[EXERCISE OBJECTIVE]
Examine each line of the data, and copy the ones containing "tokengate".

[DATA PROVIDED]
--------------------------------------------------

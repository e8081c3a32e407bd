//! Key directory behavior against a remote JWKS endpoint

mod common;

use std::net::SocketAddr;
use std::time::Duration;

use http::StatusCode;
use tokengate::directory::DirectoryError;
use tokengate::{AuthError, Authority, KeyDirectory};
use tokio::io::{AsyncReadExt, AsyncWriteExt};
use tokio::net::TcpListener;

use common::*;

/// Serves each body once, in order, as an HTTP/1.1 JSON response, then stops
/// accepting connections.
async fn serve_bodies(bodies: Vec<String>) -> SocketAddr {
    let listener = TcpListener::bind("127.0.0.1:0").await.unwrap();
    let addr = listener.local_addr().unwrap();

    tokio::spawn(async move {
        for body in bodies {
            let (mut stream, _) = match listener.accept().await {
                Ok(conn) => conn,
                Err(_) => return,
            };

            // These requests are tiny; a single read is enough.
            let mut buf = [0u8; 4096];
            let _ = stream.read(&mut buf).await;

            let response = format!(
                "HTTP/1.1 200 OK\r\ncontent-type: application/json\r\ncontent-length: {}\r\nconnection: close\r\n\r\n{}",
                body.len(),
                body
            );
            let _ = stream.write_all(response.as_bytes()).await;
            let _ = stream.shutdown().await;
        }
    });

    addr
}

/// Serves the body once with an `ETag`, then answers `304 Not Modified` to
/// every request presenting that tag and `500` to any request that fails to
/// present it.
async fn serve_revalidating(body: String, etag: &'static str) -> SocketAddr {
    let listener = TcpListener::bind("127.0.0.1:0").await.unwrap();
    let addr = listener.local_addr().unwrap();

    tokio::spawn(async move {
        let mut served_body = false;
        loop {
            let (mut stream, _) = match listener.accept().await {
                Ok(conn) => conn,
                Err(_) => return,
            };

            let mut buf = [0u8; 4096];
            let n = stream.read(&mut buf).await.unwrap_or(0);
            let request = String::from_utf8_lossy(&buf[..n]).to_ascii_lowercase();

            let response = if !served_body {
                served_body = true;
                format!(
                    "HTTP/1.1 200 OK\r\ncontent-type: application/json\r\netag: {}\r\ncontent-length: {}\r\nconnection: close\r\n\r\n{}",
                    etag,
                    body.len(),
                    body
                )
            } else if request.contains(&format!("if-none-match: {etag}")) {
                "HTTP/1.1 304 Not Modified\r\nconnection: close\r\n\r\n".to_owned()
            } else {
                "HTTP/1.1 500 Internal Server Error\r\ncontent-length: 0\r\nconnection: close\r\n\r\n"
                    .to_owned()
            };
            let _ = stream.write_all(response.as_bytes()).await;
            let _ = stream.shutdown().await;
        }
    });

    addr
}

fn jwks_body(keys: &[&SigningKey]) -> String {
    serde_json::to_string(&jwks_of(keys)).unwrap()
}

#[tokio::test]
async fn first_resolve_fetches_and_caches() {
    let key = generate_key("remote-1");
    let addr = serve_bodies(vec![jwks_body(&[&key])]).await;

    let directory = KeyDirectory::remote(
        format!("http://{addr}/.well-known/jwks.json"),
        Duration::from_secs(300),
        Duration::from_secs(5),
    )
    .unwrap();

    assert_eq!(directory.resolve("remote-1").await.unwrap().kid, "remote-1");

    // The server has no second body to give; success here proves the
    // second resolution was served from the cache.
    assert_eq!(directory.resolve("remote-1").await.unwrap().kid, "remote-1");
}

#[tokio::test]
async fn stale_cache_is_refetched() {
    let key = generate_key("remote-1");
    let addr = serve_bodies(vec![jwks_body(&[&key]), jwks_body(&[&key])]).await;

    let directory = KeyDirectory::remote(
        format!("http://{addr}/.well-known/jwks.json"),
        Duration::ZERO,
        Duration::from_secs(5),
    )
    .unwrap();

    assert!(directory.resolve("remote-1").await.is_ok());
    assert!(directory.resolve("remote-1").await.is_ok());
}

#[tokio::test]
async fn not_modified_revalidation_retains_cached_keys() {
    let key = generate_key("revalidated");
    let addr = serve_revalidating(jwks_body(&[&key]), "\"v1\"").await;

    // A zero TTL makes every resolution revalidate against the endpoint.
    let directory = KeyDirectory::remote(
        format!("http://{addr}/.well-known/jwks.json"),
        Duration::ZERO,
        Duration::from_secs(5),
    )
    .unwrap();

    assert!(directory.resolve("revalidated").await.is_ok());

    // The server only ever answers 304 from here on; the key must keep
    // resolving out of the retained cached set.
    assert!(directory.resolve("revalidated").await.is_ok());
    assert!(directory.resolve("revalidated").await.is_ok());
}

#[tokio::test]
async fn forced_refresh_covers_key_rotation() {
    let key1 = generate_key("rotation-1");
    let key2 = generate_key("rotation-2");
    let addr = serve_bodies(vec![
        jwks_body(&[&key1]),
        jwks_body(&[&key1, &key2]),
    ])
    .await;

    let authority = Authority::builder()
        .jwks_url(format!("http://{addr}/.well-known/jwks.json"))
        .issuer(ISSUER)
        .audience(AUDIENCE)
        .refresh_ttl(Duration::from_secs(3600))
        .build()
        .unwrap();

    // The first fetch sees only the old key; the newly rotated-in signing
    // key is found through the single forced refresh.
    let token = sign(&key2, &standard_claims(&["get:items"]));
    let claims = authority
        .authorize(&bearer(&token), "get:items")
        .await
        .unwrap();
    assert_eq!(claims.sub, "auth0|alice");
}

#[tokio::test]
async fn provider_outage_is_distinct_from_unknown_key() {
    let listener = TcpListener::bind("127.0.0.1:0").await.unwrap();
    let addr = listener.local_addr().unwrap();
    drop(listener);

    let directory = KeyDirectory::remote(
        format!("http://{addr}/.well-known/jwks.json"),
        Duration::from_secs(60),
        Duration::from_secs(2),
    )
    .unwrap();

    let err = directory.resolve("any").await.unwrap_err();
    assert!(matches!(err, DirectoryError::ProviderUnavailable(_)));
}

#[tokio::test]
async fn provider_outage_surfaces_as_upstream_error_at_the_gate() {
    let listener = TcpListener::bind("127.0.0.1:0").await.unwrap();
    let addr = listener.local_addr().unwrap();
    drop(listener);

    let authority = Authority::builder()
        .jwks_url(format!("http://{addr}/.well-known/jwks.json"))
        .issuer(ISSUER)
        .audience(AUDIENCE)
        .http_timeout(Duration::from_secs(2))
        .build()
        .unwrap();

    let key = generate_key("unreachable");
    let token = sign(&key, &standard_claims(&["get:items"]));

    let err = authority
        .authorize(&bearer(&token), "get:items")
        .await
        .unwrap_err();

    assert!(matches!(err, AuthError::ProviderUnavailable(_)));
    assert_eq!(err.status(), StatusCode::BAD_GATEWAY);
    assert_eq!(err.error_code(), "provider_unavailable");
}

--------------------------------------------------

[ANSWER SPACE]
use tokengate::directory::DirectoryError;
use tokengate::{AuthError, Authority, KeyDirectory};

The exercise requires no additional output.